• DATA EXTRACT:
☆ ☆ ☆ ☆ ☆ ☆ ☆

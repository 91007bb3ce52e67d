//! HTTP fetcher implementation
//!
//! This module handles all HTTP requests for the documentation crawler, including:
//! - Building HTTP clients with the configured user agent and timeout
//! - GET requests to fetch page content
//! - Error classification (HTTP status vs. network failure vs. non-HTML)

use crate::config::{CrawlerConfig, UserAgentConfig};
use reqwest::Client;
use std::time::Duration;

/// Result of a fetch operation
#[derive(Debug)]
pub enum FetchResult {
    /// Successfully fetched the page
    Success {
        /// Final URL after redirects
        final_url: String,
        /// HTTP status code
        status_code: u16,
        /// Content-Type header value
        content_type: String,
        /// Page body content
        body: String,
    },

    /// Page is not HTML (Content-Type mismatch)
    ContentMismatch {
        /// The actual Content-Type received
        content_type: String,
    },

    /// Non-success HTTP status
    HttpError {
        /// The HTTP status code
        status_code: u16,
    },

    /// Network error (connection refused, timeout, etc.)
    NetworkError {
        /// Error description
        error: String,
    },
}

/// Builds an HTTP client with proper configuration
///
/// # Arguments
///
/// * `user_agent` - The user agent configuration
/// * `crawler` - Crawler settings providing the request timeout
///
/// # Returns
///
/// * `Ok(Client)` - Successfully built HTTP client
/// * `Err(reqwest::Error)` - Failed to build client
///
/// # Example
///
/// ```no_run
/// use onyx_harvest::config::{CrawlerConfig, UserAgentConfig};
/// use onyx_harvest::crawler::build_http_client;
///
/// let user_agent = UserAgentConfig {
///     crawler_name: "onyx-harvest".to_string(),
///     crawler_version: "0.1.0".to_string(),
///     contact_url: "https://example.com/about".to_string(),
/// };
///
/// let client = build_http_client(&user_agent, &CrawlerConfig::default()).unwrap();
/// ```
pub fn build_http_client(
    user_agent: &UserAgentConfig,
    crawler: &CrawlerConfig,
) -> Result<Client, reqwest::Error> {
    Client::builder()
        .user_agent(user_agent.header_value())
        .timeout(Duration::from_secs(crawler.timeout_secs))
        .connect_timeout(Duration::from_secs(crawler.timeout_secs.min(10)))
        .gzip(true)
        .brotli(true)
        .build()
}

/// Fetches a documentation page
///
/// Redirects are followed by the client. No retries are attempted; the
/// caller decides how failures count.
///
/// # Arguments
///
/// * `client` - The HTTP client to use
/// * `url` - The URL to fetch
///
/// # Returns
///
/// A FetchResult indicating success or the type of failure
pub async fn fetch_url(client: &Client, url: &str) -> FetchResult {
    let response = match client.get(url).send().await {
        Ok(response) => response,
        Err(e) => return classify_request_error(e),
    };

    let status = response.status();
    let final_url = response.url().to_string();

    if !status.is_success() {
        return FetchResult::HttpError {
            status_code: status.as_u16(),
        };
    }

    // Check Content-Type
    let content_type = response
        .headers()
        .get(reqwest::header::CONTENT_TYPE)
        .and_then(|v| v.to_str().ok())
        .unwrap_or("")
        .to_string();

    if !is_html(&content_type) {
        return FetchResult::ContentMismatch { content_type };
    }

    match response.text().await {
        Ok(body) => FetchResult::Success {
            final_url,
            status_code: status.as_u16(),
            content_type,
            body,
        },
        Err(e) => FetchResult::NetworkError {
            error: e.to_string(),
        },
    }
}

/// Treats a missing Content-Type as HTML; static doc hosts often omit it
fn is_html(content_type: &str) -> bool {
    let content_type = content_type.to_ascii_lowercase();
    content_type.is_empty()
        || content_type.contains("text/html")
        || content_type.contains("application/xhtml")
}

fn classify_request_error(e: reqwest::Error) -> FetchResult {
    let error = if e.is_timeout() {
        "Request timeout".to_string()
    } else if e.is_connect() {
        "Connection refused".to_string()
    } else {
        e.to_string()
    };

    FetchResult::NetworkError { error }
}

☆ ☆ ☆ ☆ ☆ ☆ ☆

• THE TASK: Return every line of the entries above that the string "ContentMismatch" appears in.

• RESPONSE AREA:
    ContentMismatch {
        return FetchResult::ContentMismatch { content_type };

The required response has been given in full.